* TRY IT
Copy all of the entries that follow, exactly.

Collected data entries

▬▬▬▬▬▬▬▬▬▬

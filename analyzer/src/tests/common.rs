use crate::ast::Expr;
use crate::{lex, parse};

pub fn parse_ok(input: &str) -> Expr {
    let lexed = lex(input);
    parse(&lexed).unwrap_or_else(|e| panic!("failed to parse {input:?}: {e}"))
}

macro_rules! assert_bin {
    ($e:expr, $op:pat) => {{
        match &($e).kind {
            ExprKind::Binary { op, left, right } if matches!(op, $op) => {
                (left.as_ref(), right.as_ref())
            }
            other => panic!("expected Binary({}), got {:?}", stringify!($op), other),
        }
    }};
}

macro_rules! assert_unary {
    ($e:expr, $op:pat) => {{
        match &($e).kind {
            ExprKind::Unary { op, expr } if matches!(op, $op) => expr.as_ref(),
            other => panic!("expected Unary({}), got {:?}", stringify!($op), other),
        }
    }};
}

macro_rules! assert_num {
    ($e:expr, $value:expr) => {{
        match &($e).kind {
            ExprKind::Number(n) => assert_eq!(*n, $value as f64),
            other => panic!("expected Number, got {:?}", other),
        }
    }};
}

macro_rules! assert_var {
    ($e:expr) => {{
        match &($e).kind {
            ExprKind::Variable => {}
            other => panic!("expected Variable, got {:?}", other),
        }
    }};
}

macro_rules! assert_call {
    ($e:expr, $func:pat) => {{
        match &($e).kind {
            ExprKind::Call { func, arg } if matches!(func, $func) => arg.as_ref(),
            other => panic!("expected Call({}), got {:?}", stringify!($func), other),
        }
    }};
}
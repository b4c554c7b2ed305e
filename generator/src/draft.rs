use analyzer::ast::{BinOpKind, Constant, Function, Precedence};
use analyzer::{Side, needs_parens};

/// An expression under construction, before it is rendered to text.
#[derive(Debug, Clone, PartialEq)]
pub(crate) enum Draft {
    Variable,
    Constant(Constant),
    Number(i32),
    Call(Function, Box<Draft>),
    Binary(BinOpKind, Box<Draft>, Box<Draft>),
}

/// Leaf kinds that can be swapped for the variable.
#[derive(Debug, Clone, Copy, PartialEq, Eq)]
pub(crate) enum LeafKind {
    Number,
    Constant,
}

impl Draft {
    pub(crate) fn has_variable(&self) -> bool {
        match self {
            Draft::Variable => true,
            Draft::Constant(_) | Draft::Number(_) => false,
            Draft::Call(_, arg) => arg.has_variable(),
            Draft::Binary(_, left, right) => left.has_variable() || right.has_variable(),
        }
    }

    /// Replaces the leftmost leaf of `kind` with the variable.
    /// Returns `false` if there was none.
    pub(crate) fn replace_first(&mut self, kind: LeafKind) -> bool {
        match self {
            Draft::Number(_) if kind == LeafKind::Number => {
                *self = Draft::Variable;
                true
            }
            Draft::Constant(_) if kind == LeafKind::Constant => {
                *self = Draft::Variable;
                true
            }
            Draft::Variable | Draft::Constant(_) | Draft::Number(_) => false,
            Draft::Call(_, arg) => arg.replace_first(kind),
            Draft::Binary(_, left, right) => left.replace_first(kind) || right.replace_first(kind),
        }
    }

    /// A negative literal renders as a prefix minus, so it parses back as a unary node.
    fn precedence(&self) -> Precedence {
        match self {
            Draft::Binary(op, ..) => op.precedence(),
            Draft::Number(n) if *n < 0 => Precedence::Unary,
            _ => Precedence::Primary,
        }
    }

    pub(crate) fn render(&self) -> String {
        let mut out = String::new();
        self.render_into(&mut out);
        out
    }

    fn render_into(&self, out: &mut String) {
        match self {
            Draft::Variable => out.push('x'),
            Draft::Constant(c) => out.push_str(c.as_str()),
            Draft::Number(n) => out.push_str(&n.to_string()),
            Draft::Call(func, arg) => {
                out.push_str(func.as_str());
                out.push('(');
                arg.render_into(out);
                out.push(')');
            }
            Draft::Binary(op, left, right) => {
                left.render_operand(out, needs_parens(*op, Side::Left, left.precedence()));
                out.push(' ');
                out.push_str(op.as_str());
                out.push(' ');
                right.render_operand(out, needs_parens(*op, Side::Right, right.precedence()));
            }
        }
    }

    fn render_operand(&self, out: &mut String, parens: bool) {
        if parens {
            out.push('(');
            self.render_into(out);
            out.push(')');
        } else {
            self.render_into(out);
        }
    }
}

▬▬▬▬▬▬▬▬▬▬

* RESULT
filename analyzer/src/tests/common.rs
use crate::ast::Expr;
use crate::{lex, parse};

pub fn parse_ok(input: &str) -> Expr {
    let lexed = lex(input);
    parse(&lexed).unwrap_or_else(|e| panic!("failed to parse {input:?}: {e}"))
}

macro_rules! assert_bin {
    ($e:expr, $op:pat) => {{
        match &($e).kind {
            ExprKind::Binary { op, left, right } if matches!(op, $op) => {
                (left.as_ref(), right.as_ref())
            }
            other => panic!("expected Binary({}), got {:?}", stringify!($op), other),
        }
    }};
}

macro_rules! assert_unary {
    ($e:expr, $op:pat) => {{
        match &($e).kind {
            ExprKind::Unary { op, expr } if matches!(op, $op) => expr.as_ref(),
            other => panic!("expected Unary({}), got {:?}", stringify!($op), other),
        }
    }};
}

macro_rules! assert_num {
    ($e:expr, $value:expr) => {{
        match &($e).kind {
            ExprKind::Number(n) => assert_eq!(*n, $value as f64),
            other => panic!("expected Number, got {:?}", other),
        }
    }};
}

macro_rules! assert_var {
    ($e:expr) => {{
        match &($e).kind {
            ExprKind::Variable => {}
            other => panic!("expected Variable, got {:?}", other),
        }
    }};
}

macro_rules! assert_call {
    ($e:expr, $func:pat) => {{
        match &($e).kind {
            ExprKind::Call { func, arg } if matches!(func, $func) => arg.as_ref(),
            other => panic!("expected Call({}), got {:?}", stringify!($func), other),
        }
    }};
}
repository b4c554c7b2ed305e
filename generator/src/draft.rs
use analyzer::ast::{BinOpKind, Constant, Function, Precedence};
use analyzer::{Side, needs_parens};

/// An expression under construction, before it is rendered to text.
#[derive(Debug, Clone, PartialEq)]
pub(crate) enum Draft {
    Variable,
    Constant(Constant),
    Number(i32),
    Call(Function, Box<Draft>),
    Binary(BinOpKind, Box<Draft>, Box<Draft>),
}

/// Leaf kinds that can be swapped for the variable.
#[derive(Debug, Clone, Copy, PartialEq, Eq)]
pub(crate) enum LeafKind {
    Number,
    Constant,
}

impl Draft {
    pub(crate) fn has_variable(&self) -> bool {
        match self {
            Draft::Variable => true,
            Draft::Constant(_) | Draft::Number(_) => false,
            Draft::Call(_, arg) => arg.has_variable(),
            Draft::Binary(_, left, right) => left.has_variable() || right.has_variable(),
        }
    }

    /// Replaces the leftmost leaf of `kind` with the variable.
    /// Returns `false` if there was none.
    pub(crate) fn replace_first(&mut self, kind: LeafKind) -> bool {
        match self {
            Draft::Number(_) if kind == LeafKind::Number => {
                *self = Draft::Variable;
                true
            }
            Draft::Constant(_) if kind == LeafKind::Constant => {
                *self = Draft::Variable;
                true
            }
            Draft::Variable | Draft::Constant(_) | Draft::Number(_) => false,
            Draft::Call(_, arg) => arg.replace_first(kind),
            Draft::Binary(_, left, right) => left.replace_first(kind) || right.replace_first(kind),
        }
    }

    /// A negative literal renders as a prefix minus, so it parses back as a unary node.
    fn precedence(&self) -> Precedence {
        match self {
            Draft::Binary(op, ..) => op.precedence(),
            Draft::Number(n) if *n < 0 => Precedence::Unary,
            _ => Precedence::Primary,
        }
    }

    pub(crate) fn render(&self) -> String {
        let mut out = String::new();
        self.render_into(&mut out);
        out
    }

    fn render_into(&self, out: &mut String) {
        match self {
            Draft::Variable => out.push('x'),
            Draft::Constant(c) => out.push_str(c.as_str()),
            Draft::Number(n) => out.push_str(&n.to_string()),
            Draft::Call(func, arg) => {
                out.push_str(func.as_str());
                out.push('(');
                arg.render_into(out);
                out.push(')');
            }
            Draft::Binary(op, left, right) => {
                left.render_operand(out, needs_parens(*op, Side::Left, left.precedence()));
                out.push(' ');
                out.push_str(op.as_str());
                out.push(' ');
                right.render_operand(out, needs_parens(*op, Side::Right, right.precedence()));
            }
        }
    }

    fn render_operand(&self, out: &mut String, parens: bool) {
        if parens {
            out.push('(');
            self.render_into(out);
            out.push(')');
        } else {
            self.render_into(out);
        }
    }
}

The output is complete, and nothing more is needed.